For classification purposes, tachyarrhythmias can be subdivided into those with a narrow QRS complex (≤120 milliseconds [ms]) and those with a wide QRS complex (>120 ms). In general, narrow QRS complex tachyarrhythmias are supraventricular tachycardias (SVTs), involving tissue from the His bundle or above. Wide complex tachyarrhythmias typically represent ventricular tachycardias (VTs) or SVTs with abnormal conduction patterns.
Sinus tachycardia is an atrial supraventricular tachyarrhythmia with a narrow QRS complex.

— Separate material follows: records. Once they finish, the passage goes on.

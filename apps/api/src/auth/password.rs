use argon2::password_hash::{rand_core::OsRng, PasswordHash, PasswordHasher, PasswordVerifier, SaltString};
use argon2::Argon2;

/// Hashes a password with argon2 and a fresh random salt.
pub fn hash_password(password: &str) -> Result<String, argon2::password_hash::Error> {
    let salt = SaltString::generate(&mut OsRng);
    let hash = Argon2::default().hash_password(password.as_bytes(), &salt)?;
    Ok(hash.to_string())
}

/// Checks a candidate password against a stored hash. An unparseable hash
/// simply fails the check.
pub fn verify_password(password: &str, hash: &str) -> bool {
    PasswordHash::new(hash)
        .and_then(|parsed| Argon2::default().verify_password(password.as_bytes(), &parsed))
        .is_ok()
}
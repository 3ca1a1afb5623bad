use axum::{
    extract::{Path, State},
    http::StatusCode,
    Json,
};
use serde_json::Value;
use tracing::info;
use uuid::Uuid;

use crate::auth::CurrentBusiness;
use crate::errors::AppError;
use crate::models::{Form, FormUpdate, NewForm};
use crate::schema::{validate_form, validate_form_update};
use crate::state::AppState;

/// POST /api/forms
pub async fn handle_create_form(
    State(state): State<AppState>,
    current: CurrentBusiness,
    Json(payload): Json<Value>,
) -> Result<(StatusCode, Json<Form>), AppError> {
    let data = validate_form(&payload).map_err(AppError::Validation)?;

    let form = state
        .storage
        .create_form(NewForm {
            business_id: current.id(),
            name: data.name,
            description: data.description,
            fields: data.fields,
        })
        .await?;

    info!("Created form {} for business {}", form.id, current.id());
    Ok((StatusCode::CREATED, Json(form)))
}

/// GET /api/forms
pub async fn handle_list_forms(
    State(state): State<AppState>,
    current: CurrentBusiness,
) -> Result<Json<Vec<Form>>, AppError> {
    let forms = state.storage.forms_by_business(current.id()).await?;
    Ok(Json(forms))
}

/// GET /api/forms/:id
///
/// Another tenant's form is indistinguishable from a missing one.
pub async fn handle_get_form(
    State(state): State<AppState>,
    current: CurrentBusiness,
    Path(id): Path<String>,
) -> Result<Json<Form>, AppError> {
    let form = find_owned_form(&state, &current, &id).await?;
    Ok(Json(form))
}

/// PUT /api/forms/:id
pub async fn handle_update_form(
    State(state): State<AppState>,
    current: CurrentBusiness,
    Path(id): Path<String>,
    Json(payload): Json<Value>,
) -> Result<Json<Form>, AppError> {
    let existing = find_owned_form(&state, &current, &id).await?;
    let data = validate_form_update(&payload).map_err(AppError::Validation)?;

    let form = state
        .storage
        .update_form(
            existing.id,
            FormUpdate {
                name: data.name,
                description: data.description,
                fields: Some(data.fields),
            },
        )
        .await?;

    info!("Updated form {} for business {}", form.id, current.id());
    Ok(Json(form))
}

/// Resolves a path id to a form owned by the current business. A malformed
/// id, an unknown id, and someone else's form all come back as 404.
async fn find_owned_form(
    state: &AppState,
    current: &CurrentBusiness,
    raw_id: &str,
) -> Result<Form, AppError> {
    let id = Uuid::parse_str(raw_id).map_err(|_| AppError::not_found("Form not found"))?;
    state
        .storage
        .form_by_id(id)
        .await?
        .filter(|form| form.business_id == current.id())
        .ok_or_else(|| AppError::not_found("Form not found"))
}
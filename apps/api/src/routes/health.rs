use axum::Json;
use serde_json::{json, Value};

/// GET /health
/// Returns a simple status object with service version.
pub async fn health_handler() -> Json<Value> {
    Json(json!({
        "status": "ok",
        "version": env!("CARGO_PKG_VERSION"),
        "service": "pulse-api"
    }))
}
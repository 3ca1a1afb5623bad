use chrono::{DateTime, Utc};
use sqlx::FromRow;
use uuid::Uuid;

/// A bearer session. The token itself is the primary key; it is only ever
/// handed to the business that opened it.
#[derive(Debug, Clone, FromRow)]
pub struct Session {
    pub token: Uuid,
    pub business_id: Uuid,
    pub created_at: DateTime<Utc>,
    pub expires_at: DateTime<Utc>,
}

On the electrocardiogram (ECG), the P wave is positive in leads I, II, and aVF and biphasic/negative in lead V1. The vast majority of sinus tachycardia is physiologic and associated with catecholaminergic triggers. Sinus tachycardia may result from pain, physical activity, fever, or hyperthyroidism. Simulants, caffeine, anticholinergics, and beta-receptor agonists can all produce transient sinus tachycardia. In critically ill patients, sinus tachycardia may signify a normal adaptive response to maintain cardiac output in the setting of decreased stroke volume, oxygen-carrying capacity, or arterial vascular tone. Although nonspecific, tachycardia can represent an early sign of impending cardiopulmonary instability, and it is an independent risk factor linked to several worse clinical outcomes in the ICU. The development of sinus tachycardia in critically ill patients is often multifactorial, and appropriate management includes identification of risk factors, discontinuation of offending agents, and treatment of underlying causes ( Table 7.1 ).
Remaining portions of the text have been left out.